Description

In June 2024, Fruitlands Museum (FM) will open “Across Boundaries, Across Barriers,” a long-term installation of historic and contemporary Native American art that is part of a new centering of the Native American collections on the FM campus. Collected by FM’s founder, Clara Endicott Sears, they were first presented in the ‘Indian museum” she opened at the site in 1928. FM envisions this project as an opportunity to reckon with the colonialism and mythmaking that informed Sears’s efforts and to reinterpret these belongings from the perspectives of their living communities of origin. Organized by associate curator Tess Lukey (Aquinnah Wampanoag), “Across Boundaries” with feature 45 objects across three galleries spaces organized according to Natïve knowledge systems (including directional orientations, and the medicine wheel), and subthemes (including Flora and Fauna, Water, Minerals and Fire, and the Physical Body.) Connections to place with offer a unifying thread.
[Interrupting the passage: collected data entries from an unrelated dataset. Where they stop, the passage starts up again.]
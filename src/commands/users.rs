// Copyright (c) AlphaVelocity.
// All rights reserved.
//
// This source code is licensed under the license found in the
// LICENSE file in the root directory of this source tree.

use crate::access::{self, Permission};
use crate::models::{Role, User};
use crate::utils::{pretty_table, set_setting};
use anyhow::{anyhow, Result};
use rusqlite::Connection;
use tracing::info;

/// `caller` is the `--user` value, if any; user management resolves its own
/// identity so the very first user can be created.
pub fn handle(conn: &Connection, caller: Option<&str>, m: &clap::ArgMatches) -> Result<()> {
    match m.subcommand() {
        Some(("add", sub)) => {
            let name = sub.get_one::<String>("name").unwrap();
            let role = parse_role(sub.get_one::<String>("role").unwrap())?;
            let user = add(conn, caller, name, role)?;
            println!("Added user '{}' ({})", user.name, user.role);
        }
        Some(("list", _)) => {
            let who = access::resolve_identity(conn, caller)?;
            let users = list(conn, &who)?;
            let rows = users
                .iter()
                .map(|u| vec![u.id.to_string(), u.name.clone(), u.role.to_string()])
                .collect();
            println!("{}", pretty_table(&["ID", "Name", "Role"], rows));
        }
        Some(("role", sub)) => {
            let who = access::resolve_identity(conn, caller)?;
            who.require(Permission::ManageUsers)?;
            let name = sub.get_one::<String>("name").unwrap();
            let role = parse_role(sub.get_one::<String>("role").unwrap())?;
            access::set_role(conn, name, role)?;
            info!(user = %name, role = role.as_str(), by = %who.name, "role changed");
            println!("'{}' is now {}", name, role);
        }
        _ => {}
    }
    Ok(())
}

fn parse_role(s: &str) -> Result<Role> {
    s.parse::<Role>().map_err(anyhow::Error::msg)
}

fn user_count(conn: &Connection) -> Result<i64> {
    Ok(conn.query_row("SELECT COUNT(*) FROM users", [], |r| r.get(0))?)
}

/// Adds a user. The first user is created without an identity, becomes
/// Admin and is stored as `default_user`.
pub fn add(conn: &Connection, caller: Option<&str>, name: &str, role: Role) -> Result<User> {
    let name = name.trim();
    if name.is_empty() {
        return Err(anyhow!("User name must not be empty"));
    }
    if user_count(conn)? == 0 {
        let user = access::create_user(conn, name, Role::Admin)?;
        set_setting(conn, "default_user", &user.name)?;
        info!(user = %user.name, "bootstrap admin created");
        return Ok(user);
    }
    let who = access::resolve_identity(conn, caller)?;
    who.require(Permission::ManageUsers)?;
    let user = access::create_user(conn, name, role)?;
    info!(user = %user.name, role = role.as_str(), by = %who.name, "user created");
    Ok(user)
}

pub fn list(conn: &Connection, who: &User) -> Result<Vec<User>> {
    who.require(Permission::Read)?;
    access::list_users(conn)
}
The exhibition is also part of a comprehensive FM effort to prioritize ethical stewardship of the collection, year-round community access, and educational opportunities. FM highlights several goals for this work: building relationships with Indigenous communities; facilitating reciprocal knowledge sharing; advancing community relationships with their cultural belongings; and welcoming non-native audiences to engage with histories that are not their own.